Records provided =
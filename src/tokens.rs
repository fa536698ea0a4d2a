// Token lifecycle: minting, listing, revoking, and the startup bootstrap.
//
// Token values are 32 bytes from the OS CSPRNG, hex-encoded (64 chars).
// Authorization (who may call these) is enforced by the web layer; these
// functions trust their caller.

use chrono::{SubsecRound, Utc};
use rand::rngs::OsRng;
use rand::TryRngCore;
use tracing::info;

use crate::db::models::Token;
use crate::db::Database;
use crate::error::AppError;

/// Number of random bytes behind each token value.
pub const TOKEN_BYTES: usize = 32;

/// Generate a fresh token value.
pub fn generate_token_value() -> anyhow::Result<String> {
    let mut bytes = [0u8; TOKEN_BYTES];
    OsRng
        .try_fill_bytes(&mut bytes)
        .map_err(|e| anyhow::anyhow!("OS random source unavailable: {e}"))?;
    Ok(hex::encode(bytes))
}

fn new_token(is_admin: bool) -> anyhow::Result<Token> {
    Ok(Token {
        token: generate_token_value()?,
        is_admin,
        // Stores keep microseconds; truncate so the returned record matches
        // what a later list returns.
        created_at: Utc::now().trunc_subsecs(6),
    })
}

/// Mint and store a new token.
pub async fn create_token(db: &dyn Database, is_admin: bool) -> Result<Token, AppError> {
    let token = new_token(is_admin)?;
    db.insert_token(&token).await?;
    info!(is_admin, "Created token");
    Ok(token)
}

/// All stored tokens.
pub async fn list_tokens(db: &dyn Database) -> Result<Vec<Token>, AppError> {
    Ok(db.list_tokens().await?)
}

/// Revoke a token. `NotFound` if no such value is stored.
pub async fn delete_token(db: &dyn Database, value: &str) -> Result<(), AppError> {
    if !db.delete_token(value).await? {
        return Err(AppError::NotFound);
    }
    info!("Deleted token");
    Ok(())
}

/// Ensure an admin token exists, minting one if the store has none.
///
/// Returns the new token when one was created. The caller must surface its
/// value to the operator: it is the only time the plaintext leaves the
/// process unprompted.
pub async fn bootstrap_admin_if_absent(db: &dyn Database) -> anyhow::Result<Option<Token>> {
    if db.has_admin_token().await? {
        return Ok(None);
    }

    let token = new_token(true)?;
    if db.insert_bootstrap_admin(&token).await? {
        info!("Created initial admin token");
        Ok(Some(token))
    } else {
        // Another process won the race
        info!("Admin token appeared during bootstrap, skipping");
        Ok(None)
    }
}
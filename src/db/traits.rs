// Database trait: backend-agnostic async interface for the credential store
// and the usage log.
//
// Implementors: SqliteDatabase (wraps rusqlite), PgDatabase (wraps sqlx).
// All methods are async so both sync (rusqlite via Mutex) and native async
// (sqlx) backends fit behind a single interface.

use anyhow::Result;
use async_trait::async_trait;

use super::models::{StoreSummary, Token, UsageRecord};

#[async_trait]
pub trait Database: Send + Sync {
    // --- Lifecycle ---

    /// Count the number of user-created tables in the database.
    async fn table_count(&self) -> Result<i64>;

    // --- Tokens ---

    /// Store a new token. Fails if the value already exists.
    async fn insert_token(&self, token: &Token) -> Result<()>;

    /// Store `token` as the bootstrap admin, but only if no admin token exists.
    ///
    /// Returns `false` when another admin was already present (including one
    /// inserted concurrently by a second process).
    async fn insert_bootstrap_admin(&self, token: &Token) -> Result<bool>;

    /// Look up a token by its exact value.
    async fn get_token(&self, value: &str) -> Result<Option<Token>>;

    /// All stored tokens.
    async fn list_tokens(&self) -> Result<Vec<Token>>;

    /// Delete a token by value. Returns `true` if a row was removed.
    async fn delete_token(&self, value: &str) -> Result<bool>;

    /// Whether at least one admin-flagged token exists.
    async fn has_admin_token(&self) -> Result<bool>;

    // --- Usage log ---

    /// Append a usage record.
    async fn record_usage(&self, usage: &UsageRecord) -> Result<()>;

    /// Most recent usage records, newest first.
    async fn recent_usage(&self, limit: u32) -> Result<Vec<UsageRecord>>;

    // --- Reporting ---

    /// Token and usage counts.
    async fn summary(&self) -> Result<StoreSummary>;
}
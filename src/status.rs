// Store status display: token counts and recent usage.

use anyhow::Result;
use colored::Colorize;
use std::sync::Arc;

use crate::config::Config;
use crate::db::Database;

/// Display store status to the terminal.
pub async fn show(db: &Arc<dyn Database>, config: &Config) -> Result<()> {
    let summary = db.summary().await?;

    println!(
        "Tokens: {} admin, {} regular",
        summary.admin_tokens, summary.regular_tokens
    );
    if summary.admin_tokens == 0 {
        println!(
            "  {}",
            "No admin token. One is minted on the next `imgmod serve`.".yellow()
        );
    }

    println!("Usage records: {}", summary.usage_records);
    let recent = db.recent_usage(5).await?;
    for usage in &recent {
        println!(
            "  {} {} by {}",
            usage.timestamp.format("%Y-%m-%d %H:%M:%S"),
            usage.endpoint,
            redact(&usage.token)
        );
    }

    if config.classifier_configured() {
        println!("Content Safety: {}", config.content_safety_endpoint);
    } else {
        println!("Content Safety: {}", "not configured".red());
    }

    Ok(())
}

/// Show only the first 8 characters of a token value.
pub fn redact(token: &str) -> String {
    let prefix: String = token.chars().take(8).collect();
    format!("{prefix}…")
}
// Image classifier trait: the swap-ready abstraction.

use anyhow::Result;
use async_trait::async_trait;
use serde::{Deserialize, Serialize};

/// One category's raw severity as reported by the classifier.
///
/// Severity is kept as the classifier's raw integer; range checks happen in
/// the verdict aggregator so out-of-contract values surface as errors instead
/// of being silently truncated here.
#[derive(Debug, Clone, PartialEq, Eq, Serialize, Deserialize)]
pub struct CategorySeverity {
    pub category: String,
    pub severity: i64,
}

impl CategorySeverity {
    pub fn new(category: impl Into<String>, severity: i64) -> Self {
        Self {
            category: category.into(),
            severity,
        }
    }
}

/// Trait for classifying an image into per-category severities.
/// Implementations must be async because providers are remote HTTP APIs.
#[async_trait]
pub trait ImageClassifier: Send + Sync {
    /// Analyze raw image bytes.
    async fn analyze_image(&self, image: &[u8]) -> Result<Vec<CategorySeverity>>;
}
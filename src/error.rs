// Application error taxonomy and its HTTP mapping.
//
// Every failure on a request path ends up as one of these variants. The
// `IntoResponse` impl turns them into `{"detail": "..."}` JSON bodies, which
// is the shape existing clients of this API read.

use std::time::Duration;

use axum::http::StatusCode;
use axum::response::{IntoResponse, Response};
use tracing::error;

#[derive(Debug, thiserror::Error)]
pub enum AppError {
    /// Bearer credential absent, malformed, or unknown.
    #[error("Invalid token")]
    Unauthorized,

    /// Recognized token without the admin flag.
    #[error("Admin access needed for this action")]
    Forbidden,

    /// Delete targeted a token that does not exist.
    #[error("Token not found")]
    NotFound,

    /// Upload missing or unreadable.
    #[error("{0}")]
    BadRequest(String),

    #[error("Upload exceeds the {0} byte limit")]
    UploadTooLarge(usize),

    /// The classifier call failed (remote error or misconfiguration).
    #[error("Content Safety API error: {0}")]
    Classifier(String),

    #[error("Content Safety API did not respond within {}s", .0.as_secs_f64())]
    ClassifierTimeout(Duration),

    /// The classifier returned data outside its documented range.
    #[error("Content Safety API returned severity {severity} for category '{category}', expected 0-7")]
    InvalidSeverity { category: String, severity: i64 },

    #[error("Internal error: {0}")]
    Internal(#[from] anyhow::Error),
}

impl AppError {
    pub fn status_code(&self) -> StatusCode {
        match self {
            AppError::Unauthorized => StatusCode::UNAUTHORIZED,
            AppError::Forbidden => StatusCode::FORBIDDEN,
            AppError::NotFound => StatusCode::NOT_FOUND,
            AppError::BadRequest(_) => StatusCode::BAD_REQUEST,
            AppError::UploadTooLarge(_) => StatusCode::PAYLOAD_TOO_LARGE,
            AppError::Classifier(_)
            | AppError::ClassifierTimeout(_)
            | AppError::InvalidSeverity { .. }
            | AppError::Internal(_) => StatusCode::INTERNAL_SERVER_ERROR,
        }
    }
}

impl IntoResponse for AppError {
    fn into_response(self) -> Response {
        let status = self.status_code();
        let message = match &self {
            AppError::Internal(e) => {
                error!(error = %format!("{e:#}"), "Internal error");
                "Internal server error".to_string()
            }
            other => other.to_string(),
        };
        crate::web::api_error(status, &message)
    }
}

pub type Result<T> = std::result::Result<T, AppError>;
// Scoring: turning classifier output into a verdict.

pub mod verdict;
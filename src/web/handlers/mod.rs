// HTTP handlers, one module per route group.

pub mod moderate;
pub mod tokens;
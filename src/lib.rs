// imgmod: token-authenticated image moderation relay
//
// This is the library root. Each module corresponds to a major subsystem
// of the relay.

pub mod classifier;
pub mod config;
pub mod db;
pub mod error;
pub mod moderation;
pub mod scoring;
pub mod status;
pub mod tokens;
pub mod web;
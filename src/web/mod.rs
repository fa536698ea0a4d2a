// Web server: Axum-based JSON API.
//
// Admin routes (/auth/tokens*) need an admin token; /moderate needs any valid
// token; /health is public. See auth.rs for the gate ordering.

use std::sync::Arc;

use anyhow::Result;
use axum::extract::DefaultBodyLimit;
use axum::http::{header, Method, StatusCode};
use axum::response::{IntoResponse, Response};
use axum::routing::{delete, get, post};
use axum::Router;
use tower_http::cors::{Any, CorsLayer};
use tower_http::trace::TraceLayer;
use tracing::{info, warn};

use crate::classifier::traits::ImageClassifier;
use crate::config::Config;
use crate::db::Database;

pub mod auth;
pub mod handlers;

/// Shared application state threaded through all Axum handlers.
#[derive(Clone)]
pub struct AppState {
    pub db: Arc<dyn Database>,
    pub classifier: Arc<dyn ImageClassifier>,
    pub config: Arc<Config>,
}

impl AppState {
    pub fn new(config: Config, db: Arc<dyn Database>, classifier: Arc<dyn ImageClassifier>) -> Self {
        Self {
            db,
            classifier,
            config: Arc::new(config),
        }
    }
}

/// Start the Axum web server and block until it exits.
pub async fn run_server(state: AppState, port: u16, bind: &str) -> Result<()> {
    let app = build_router(state);

    let addr = format!("{bind}:{port}");
    let listener = tokio::net::TcpListener::bind(&addr).await?;
    info!("imgmod listening on http://{addr}");

    axum::serve(listener, app)
        .with_graceful_shutdown(shutdown_signal())
        .await?;
    info!("Server stopped");
    Ok(())
}

pub fn build_router(state: AppState) -> Router {
    let admin_api = Router::new()
        .route(
            "/auth/tokens",
            get(handlers::tokens::list_tokens).post(handlers::tokens::create_token),
        )
        .route("/auth/tokens/{token}", delete(handlers::tokens::delete_token))
        .layer(axum::middleware::from_fn_with_state(
            state.clone(),
            auth::require_admin,
        ));

    // Body limit sits inside the auth layer so unauthenticated uploads are
    // rejected before any of the body is read.
    let moderation_api = Router::new()
        .route("/moderate", post(handlers::moderate::moderate))
        .layer(DefaultBodyLimit::max(state.config.max_upload_bytes))
        .layer(axum::middleware::from_fn_with_state(
            state.clone(),
            auth::require_token,
        ));

    let public_api = Router::new().route("/health", get(health));

    Router::new()
        .merge(admin_api)
        .merge(moderation_api)
        .merge(public_api)
        .layer(
            CorsLayer::new()
                .allow_origin(Any)
                .allow_methods([Method::GET, Method::POST, Method::DELETE, Method::OPTIONS])
                .allow_headers([header::CONTENT_TYPE, header::AUTHORIZATION]),
        )
        .layer(TraceLayer::new_for_http())
        .with_state(state)
}

/// Liveness probe. Always 200 OK.
async fn health() -> impl IntoResponse {
    (
        StatusCode::OK,
        axum::Json(serde_json::json!({ "status": "ok" })),
    )
}

/// Typed JSON error response helper.
pub fn api_error(status: StatusCode, message: &str) -> Response {
    (status, axum::Json(serde_json::json!({ "detail": message }))).into_response()
}

/// Resolves on Ctrl+C or SIGTERM.
async fn shutdown_signal() {
    let ctrl_c = async {
        if let Err(e) = tokio::signal::ctrl_c().await {
            warn!(error = %e, "Failed to listen for Ctrl+C");
            std::future::pending::<()>().await;
        }
    };

    #[cfg(unix)]
    let terminate = async {
        use tokio::signal::unix::{signal, SignalKind};
        match signal(SignalKind::terminate()) {
            Ok(mut sigterm) => {
                sigterm.recv().await;
            }
            Err(e) => {
                warn!(error = %e, "Failed to install SIGTERM handler");
                std::future::pending::<()>().await;
            }
        }
    };

    #[cfg(not(unix))]
    let terminate = std::future::pending::<()>();

    tokio::select! {
        _ = ctrl_c => {},
        _ = terminate => {},
    }
    info!("Shutdown signal received");
}
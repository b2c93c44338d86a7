//! Telegram notifications
//!
//! One `sendMessage` call per notification. Failures are logged and dropped.

use async_trait::async_trait;
use serde::Deserialize;
use thiserror::Error;
use tracing::{debug, warn};

use super::Notifier;
use crate::config::Config;

#[derive(Debug, Error)]
pub enum NotifyError {
    #[error("request failed: {0}")]
    Request(#[from] reqwest::Error),
    #[error("telegram returned {status}: {description}")]
    Status {
        status: reqwest::StatusCode,
        description: String,
    },
}

/// Error body returned by the Bot API on non-2xx responses.
#[derive(Debug, Deserialize)]
struct ApiError {
    #[serde(default)]
    description: Option<String>,
}

pub struct TelegramNotifier {
    client: reqwest::Client,
    url: String,
    chat_id: String,
}

impl TelegramNotifier {
    pub fn new(cfg: &Config) -> Self {
        Self {
            client: reqwest::Client::new(),
            url: format!("{}/bot{}/sendMessage", cfg.api_base, cfg.bot_token),
            chat_id: cfg.chat_id.clone(),
        }
    }

    /// Single delivery attempt.
    pub async fn send(&self, message: &str) -> Result<(), NotifyError> {
        let params = [("chat_id", self.chat_id.as_str()), ("text", message)];

        let resp = self.client.post(&self.url).form(&params).send().await?;
        let status = resp.status();
        if status.is_success() {
            debug!("Telegram accepted message ({})", status);
            return Ok(());
        }

        let description = resp
            .json::<ApiError>()
            .await
            .ok()
            .and_then(|body| body.description)
            .unwrap_or_else(|| status.canonical_reason().unwrap_or("unknown").to_string());
        Err(NotifyError::Status { status, description })
    }
}

#[async_trait]
impl Notifier for TelegramNotifier {
    async fn notify(&self, text: &str) {
        if let Err(e) = self.send(text).await {
            // reqwest errors carry the URL, which embeds the bot token
            let e = match e {
                NotifyError::Request(inner) => NotifyError::Request(inner.without_url()),
                other => other,
            };
            warn!("Telegram send error: {}", e);
        }
    }
}

#[cfg(test)]
mod tests {
    use super::*;
    use wiremock::matchers::{body_string_contains, method, path};
    use wiremock::{Mock, MockServer, ResponseTemplate};

    fn config_with_base(base: String) -> Config {
        Config::from_lookup(|key| match key {
            "TELEGRAM_CHAT" => Some("42".to_string()),
            "TELEGRAM_TOKEN" => Some("123:abc".to_string()),
            "WS_URL" => Some("ws://127.0.0.1:1".to_string()),
            "TELEGRAM_API_BASE" => Some(base.clone()),
            _ => None,
        })
        .unwrap()
    }

    fn config_for(server: &MockServer) -> Config {
        config_with_base(server.uri())
    }

    #[tokio::test]
    async fn test_send_posts_form_to_bot_endpoint() {
        let server = MockServer::start().await;
        Mock::given(method("POST"))
            .and(path("/bot123:abc/sendMessage"))
            .and(body_string_contains("chat_id=42"))
            .and(body_string_contains("text=hello"))
            .respond_with(ResponseTemplate::new(200).set_body_json(serde_json::json!({"ok": true})))
            .expect(1)
            .mount(&server)
            .await;

        let notifier = TelegramNotifier::new(&config_for(&server));
        notifier.send("hello").await.unwrap();
    }

    #[tokio::test]
    async fn test_send_reports_status_and_description() {
        let server = MockServer::start().await;
        Mock::given(method("POST"))
            .respond_with(ResponseTemplate::new(400).set_body_json(serde_json::json!({
                "ok": false,
                "error_code": 400,
                "description": "Bad Request: chat not found"
            })))
            .mount(&server)
            .await;

        let notifier = TelegramNotifier::new(&config_for(&server));
        match notifier.send("hello").await {
            Err(NotifyError::Status { status, description }) => {
                assert_eq!(status.as_u16(), 400);
                assert_eq!(description, "Bad Request: chat not found");
            }
            other => panic!("unexpected result: {:?}", other),
        }
    }

    #[tokio::test]
    async fn test_server_error_without_body_uses_reason() {
        let server = MockServer::start().await;
        Mock::given(method("POST"))
            .respond_with(ResponseTemplate::new(500))
            .mount(&server)
            .await;

        let notifier = TelegramNotifier::new(&config_for(&server));
        let err = notifier.send("hello").await.unwrap_err();
        assert_eq!(
            err.to_string(),
            "telegram returned 500 Internal Server Error: Internal Server Error"
        );
    }

    #[tokio::test]
    async fn test_notify_swallows_failures() {
        let server = MockServer::start().await;
        Mock::given(method("POST"))
            .respond_with(ResponseTemplate::new(500))
            .expect(2)
            .mount(&server)
            .await;

        let notifier = TelegramNotifier::new(&config_for(&server));
        notifier.notify("first").await;
        notifier.notify("second").await;
    }

    #[tokio::test]
    async fn test_notify_survives_unreachable_endpoint() {
        // Nothing listens on a port we just released.
        let listener = std::net::TcpListener::bind("127.0.0.1:0").unwrap();
        let base = format!("http://{}", listener.local_addr().unwrap());
        drop(listener);
        let cfg = config_with_base(base);

        let notifier = TelegramNotifier::new(&cfg);
        assert!(matches!(
            notifier.send("hello").await,
            Err(NotifyError::Request(_))
        ));
        notifier.notify("hello").await;
    }
}
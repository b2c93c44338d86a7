//! Core event logic
//!
//! Decides which inbound payloads deserve a notification.

pub mod handler;

pub use handler::{EventHandler, Outcome};
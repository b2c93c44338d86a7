//! Configuration loader
//!
//! Everything comes from the process environment. The resulting `Config`
//! is built once in `main` and handed to the notifier and the stream by
//! reference.

use std::env;
use std::fmt;
use std::time::Duration;

use thiserror::Error;

pub const ENV_CHAT_ID: &str = "TELEGRAM_CHAT";
pub const ENV_BOT_TOKEN: &str = "TELEGRAM_TOKEN";
pub const ENV_WS_URL: &str = "WS_URL";
pub const ENV_API_BASE: &str = "TELEGRAM_API_BASE";

pub const DEFAULT_API_BASE: &str = "https://api.telegram.org";

#[derive(Debug, Error, PartialEq, Eq)]
pub enum ConfigError {
    #[error("Missing required environment variables: {}", .0.join(", "))]
    Missing(Vec<&'static str>),
}

#[derive(Clone)]
pub struct Config {
    pub chat_id: String,
    pub bot_token: String,
    pub ws_url: String,
    pub api_base: String,
    pub timing: Timing,
}

/// Fixed delays used by the stream loop and the event handler.
#[derive(Debug, Clone, Copy, PartialEq, Eq)]
pub struct Timing {
    /// Pause between a session ending and the next dial
    pub reconnect_delay: Duration,
    /// Gap between the first and second notification for a matching event
    pub follow_up_delay: Duration,
    /// Wake-up interval of the idle main task
    pub keep_alive: Duration,
}

impl Default for Timing {
    fn default() -> Self {
        Self {
            reconnect_delay: Duration::from_secs(5),
            follow_up_delay: Duration::from_secs(10),
            keep_alive: Duration::from_secs(60),
        }
    }
}

impl Config {
    pub fn from_env() -> Result<Self, ConfigError> {
        Self::from_lookup(|key| env::var(key).ok())
    }

    /// Build a config from any key lookup. Empty values count as missing.
    pub fn from_lookup<F>(lookup: F) -> Result<Self, ConfigError>
    where
        F: Fn(&str) -> Option<String>,
    {
        let get = |key: &str| lookup(key).filter(|v| !v.trim().is_empty());

        let chat_id = get(ENV_CHAT_ID);
        let bot_token = get(ENV_BOT_TOKEN);
        let ws_url = get(ENV_WS_URL);

        match (chat_id, bot_token, ws_url) {
            (Some(chat_id), Some(bot_token), Some(ws_url)) => Ok(Self {
                chat_id,
                bot_token,
                ws_url,
                api_base: get(ENV_API_BASE)
                    .map(|base| base.trim_end_matches('/').to_string())
                    .unwrap_or_else(|| DEFAULT_API_BASE.to_string()),
                timing: Timing::default(),
            }),
            (chat_id, bot_token, ws_url) => {
                let mut missing = Vec::new();
                if chat_id.is_none() {
                    missing.push(ENV_CHAT_ID);
                }
                if bot_token.is_none() {
                    missing.push(ENV_BOT_TOKEN);
                }
                if ws_url.is_none() {
                    missing.push(ENV_WS_URL);
                }
                Err(ConfigError::Missing(missing))
            }
        }
    }

    pub fn with_timing(mut self, timing: Timing) -> Self {
        self.timing = timing;
        self
    }
}

// Keeps the bot token out of logs.
impl fmt::Debug for Config {
    fn fmt(&self, f: &mut fmt::Formatter<'_>) -> fmt::Result {
        f.debug_struct("Config")
            .field("chat_id", &self.chat_id)
            .field("bot_token", &"<redacted>")
            .field("ws_url", &self.ws_url)
            .field("api_base", &self.api_base)
            .field("timing", &self.timing)
            .finish()
    }
}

Task item = Nothing beyond the line containing "each token value." is to be output; the lines above, from the first one onward to that line, are to be transcribed exactly.

Task output =
filename src/tokens.rs
repository fa536698ea0a4d2a
// Token lifecycle: minting, listing, revoking, and the startup bootstrap.
//
// Token values are 32 bytes from the OS CSPRNG, hex-encoded (64 chars).
// Authorization (who may call these) is enforced by the web layer; these
// functions trust their caller.

use chrono::{SubsecRound, Utc};
use rand::rngs::OsRng;
use rand::TryRngCore;
use tracing::info;

use crate::db::models::Token;
use crate::db::Database;
use crate::error::AppError;

/// Number of random bytes behind each token value.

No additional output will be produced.